Как известно, когда поезда ген. Сахарова и Верховного находились на ст. Тайга, братьями Пепеляевыми, поддерживавшими компанию против главнокомандующего ген. Сахарова, адмиралу Колчаку был предъявлен ультиматум. В требовании этом было 3 пункта, в числе коих были отставка ген. Сахарова, своими докладами Верховному губившему всё дело, назначение главнокомандующим ген. Дитерихса и созыв демократического Сибирского Законодательного Собрания.
На первые два условия Верховный Правитель тотчас согласился, сам назначив следственную комиссию над действиями генерала Сахарова и отрешив его от должности. Ген. Дитерихс на посланную ему телеграмму ответил отказом, после чего был назначен ген. Каппель. Согласился Верховный сначала и с третьим пунктом, но потом отложил решение это до Иркутска.
Как я указал уже выше, положение было таково, что армия ген. Пепеляева, оттянутая ранее в район Томск — Тайга — Ачинск, представляла, в сущности, собою последнюю надежду. Тем более было у братьев оснований разговаривать таким образом, что блестящий, бело-зелёный Гренадёрский батальон ген. Пепеляева долго стоял на вокзале, выставив на вокзальной платформе совместно со стоявшим здесь 6-м Мариинским полком пулемёты.
Переговоры длились около двух суток. Генерал Сахаров, держась с большим достоинством, отказался от командования, дабы в такое смутное время не осложнять положение ненужными трениями.
«Братья-разбойники», как их называли тогда, уехали в Томск. Ушёл и поезд Верховного, чтобы так трагически застрять в Нижнеудинске. Вскоре после него проехал в своём поезде из Томска на восток и В. Н. Пепеляев, чтобы разделить участь адмирала.
Генерал Каппель вступил в командование расстроенной, пришедшей в брожение армией, лишь в лице некоторых, главным образом, воткинских и ижевских частей, героически в арьергардах дравшейся с наседавшим противником…
Этот пепеляевский инцидент опять выявил наше общее свойство — анархичность и неорганизованность. Прямой и решительный Пепеляев, дерущийся среди своих солдат, однако, не был никаким политиком. Тайгинский инцидент, если и привёл к персональной смене главнокомандующего, то он воочию показал широкой массе и солдат, и общества, до каких границ дошли затруднения центральной власти, если она вынуждена прибегать к таким средствам. Эта мысль не преминула превратиться немедленно же в известные центробежные стремления, в желание отдельных лиц уклониться из такого организма, который не импонировал больше своим порядком. И за водкой, на ст. Тайга, среди приятелей — прежних сослуживцев, офицеров 6-го Мариинского полка я услыхал на сей счёт совершенно недвусмысленные заявления:
— Как начальство, так и мы! Пойдём куда-нибудь на Лену золото рыть — по Джеку Лондону. Довольно тянуть волынку…

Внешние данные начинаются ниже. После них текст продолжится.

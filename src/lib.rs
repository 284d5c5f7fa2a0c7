//! rustlite - Lexical, syntactic and semantic analysis for a Rust subset.
//!
//! The pipeline has three stages, each a pure function over its input:
//!
//! 1. [`tokenize`] turns source text into a token list (lexical problems
//!    become `Error` tokens, never failures),
//! 2. [`parse`] builds a syntax tree plus an ordered list of syntax
//!    diagnostics,
//! 3. [`analyze`] walks the tree and returns an ordered list of semantic
//!    diagnostics.
//!
//! No stage mutates the output of a previous stage, every call starts
//! from fresh state, and nothing here performs I/O; see [`report`] for
//! the serializable shapes a presentation layer consumes.

pub mod frontend;
pub mod report;
pub mod types;
pub mod utils;

pub use frontend::ast::Program;
pub use frontend::token::{Token, TokenKind, TokenValue};
pub use types::Ty;
pub use utils::{SemanticError, SyntaxError};

/// Tokenize source text. Always terminates and always ends the stream
/// with exactly one `Eof` token.
pub fn tokenize(source: &str) -> Vec<Token> {
    let tokens = frontend::lexer::Lexer::new(source).tokenize();
    log::debug!("tokenized {} tokens", tokens.len());
    tokens
}

/// Parse source text. The tree is absent only when diagnostics exist and
/// no top-level item could be completed.
pub fn parse(source: &str) -> (Option<Program>, Vec<SyntaxError>) {
    let (program, errors) = frontend::parser::parse(source);
    log::debug!(
        "parsed {} items, {} syntax diagnostics",
        program.as_ref().map(|p| p.items.len()).unwrap_or(0),
        errors.len()
    );
    (program, errors)
}

/// Analyze a syntax tree. Read-only over the tree; repeated calls on the
/// same tree yield the same diagnostics.
pub fn analyze(program: &Program) -> Vec<SemanticError> {
    let errors = frontend::semantic::analyze(program);
    log::debug!("analysis produced {} diagnostics", errors.len());
    errors
}

#[cfg(test)]
mod tests {
    use super::*;
    use crate::frontend::ast::{Expr, Item, Literal, Stmt};
    use pretty_assertions::assert_eq;

    #[test]
    fn test_simple_binding_end_to_end() {
        let source = "fn main() { let x = 5; }";
        let (program, syntax_errors) = parse(source);
        assert_eq!(syntax_errors, vec![]);

        let program = program.expect("valid program should produce a tree");
        let Item::Function(main) = &program.items[0] else {
            panic!("expected a function item");
        };
        assert_eq!(main.name, "main");
        assert_eq!(main.body.len(), 1);
        assert!(matches!(
            &main.body[0],
            Stmt::Let { name, value: Some(Expr::Literal { value: Literal::Int(5), .. }), .. }
                if name == "x"
        ));

        assert_eq!(analyze(&program), vec![]);
    }

    #[test]
    fn test_immutability_beats_type_mismatch() {
        // `x = true` is both an immutable reassignment and a type clash;
        // only the mutability finding is reported
        let (program, syntax_errors) = parse("fn main() { let x = 5; x = true; }");
        assert_eq!(syntax_errors, vec![]);

        let errors = analyze(&program.unwrap());
        assert_eq!(errors.len(), 1);
        assert_eq!(
            errors[0].to_string(),
            "line 1: cannot assign to immutable variable `x`"
        );
    }

    #[test]
    fn test_break_at_function_top_level() {
        let (program, syntax_errors) = parse("fn main() { break; }");
        assert_eq!(syntax_errors, vec![]);

        let errors = analyze(&program.unwrap());
        assert_eq!(errors, vec![SemanticError::BreakOutsideLoop { line: 1 }]);
    }

    #[test]
    fn test_string_escapes_are_decoded() {
        let tokens = tokenize(r#""a \"b\nc\td""#);
        assert_eq!(tokens[0].kind, TokenKind::Str);
        assert_eq!(
            tokens[0].literal,
            Some(TokenValue::Str("a \"b\nc\td".to_string()))
        );
    }

    #[test]
    fn test_range_tokens_and_for_node() {
        let tokens = tokenize("0..10");
        let kinds: Vec<TokenKind> = tokens.iter().map(|t| t.kind).collect();
        assert_eq!(
            kinds,
            vec![
                TokenKind::Number,
                TokenKind::DotDot,
                TokenKind::Number,
                TokenKind::Eof
            ]
        );

        let (program, syntax_errors) = parse("fn main() { for i in 0..10 {} }");
        assert_eq!(syntax_errors, vec![]);
        let Item::Function(main) = &program.unwrap().items[0] else {
            panic!("expected a function item");
        };
        assert!(matches!(
            &main.body[0],
            Stmt::For { iter: Expr::Range { .. }, .. }
        ));
    }

    #[test]
    fn test_unterminated_block_comment_is_silent() {
        let tokens = tokenize("/* never closed");
        assert_eq!(tokens.len(), 1);
        assert_eq!(tokens[0].kind, TokenKind::Eof);
    }

    #[test]
    fn test_tokenize_always_ends_with_one_eof() {
        for source in ["", "fn", "\"open", "let x = 5;", "@#$", "/* a */ b"] {
            let tokens = tokenize(source);
            let eofs = tokens.iter().filter(|t| t.kind == TokenKind::Eof).count();
            assert_eq!(eofs, 1, "source {:?}", source);
            assert_eq!(tokens.last().map(|t| t.kind), Some(TokenKind::Eof));
        }
    }

    #[test]
    fn test_raw_text_round_trip_preserves_kinds() {
        let source = "fn main() { let mut x = 1; while x < 10 { x += 1; } }";
        let first = tokenize(source);

        let joined: Vec<String> = first
            .iter()
            .filter(|t| t.kind != TokenKind::Eof)
            .map(|t| t.raw_text.clone())
            .collect();
        let second = tokenize(&joined.join(" "));

        let first_kinds: Vec<TokenKind> = first.iter().map(|t| t.kind).collect();
        let second_kinds: Vec<TokenKind> = second.iter().map(|t| t.kind).collect();
        assert_eq!(first_kinds, second_kinds);
    }

    #[test]
    fn test_valid_program_has_no_diagnostics() {
        let source = "struct Point { x: f64, y: f64 }\n\
                      const LIMIT: i32 = 10;\n\
                      fn main() {\n\
                      \tlet mut total = 0;\n\
                      \tfor i in 0..LIMIT {\n\
                      \t\tif i % 2 == 0 {\n\
                      \t\t\ttotal += i;\n\
                      \t\t}\n\
                      \t}\n\
                      \tprintln!(\"total = {}\", total);\n\
                      }";
        let (program, syntax_errors) = parse(source);
        assert_eq!(syntax_errors, vec![]);
        let program = program.expect("valid program should produce a tree");
        assert_eq!(analyze(&program), vec![]);
    }
}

И это тем более печально, что политика-то во всём этом деле, в деле яркого решительного выступления обоих братьев оказалась в других руках. Цели своей достигли не они, как это скоро показали развернувшиеся события, а кто-то другой. Восстание в Ново-Николаевске, Тайгинский инцидент, восстание в Томске, выступление генерала Зеневича в Красноярске, переворот, устроенный штабс-капитаном Калашниковым в Иркутске, наконец, волнения во Владивостоке, оборвавшие с востока русскую государственную власть, — всё это оказались звенья единой цепи. И в штабе генерала Пепеляева сидели те люди, которые держали нити этих событий. Он же — прямой, решительный, вовсе и не политик, был лишь их жертвой.
Через два дня после ночи езды с большевиками-машинистами на паровозе я был в Томске.
В половине декабря приехали мы в Томск, но после каких перемен! Омск был занят, весть о занятии Ново-Николаевска в ночь с 13-го на 14-е декабря уже докатилась до Томска. Сопротивления никакого по реке Оби оказано не было, и прямой тракт Ново-Николаевск — Томск заставлял ждать в скором времени падения и этого города.
Но город по-прежнему был спокоен. Удалённое положение его на Сибирской магистрали, этот «appendix» по выражению томичей, и беспокоиться не позволял об эвакуации. По железной дороге выбиться с ветки на магистраль нечего было и думать. И если в Омске, Ново-Николаевске предбольшевистское настроение было весьма тревожным, если там была известная тревога, известные приготовления, то Томск покорно и лояльно склонял свою выю пред грядущим диким ярмом.
Во всех кругах, неизвестно откуда прилетевшее, царило одно убеждение: большевики стали другими. Или тем успокаивали себя, потому что делать, в сущности, ничего больше не оставалось, или, может быть, то был умный, ловкий, тонко заброшенный слух.
Как логический вывод — отсюда следовало снова: мир. Чего, в самом деле, воевать, раз изменились они, противники наши… И это слово повсюду висело в воздухе: мир, мир, во что бы то ни стало…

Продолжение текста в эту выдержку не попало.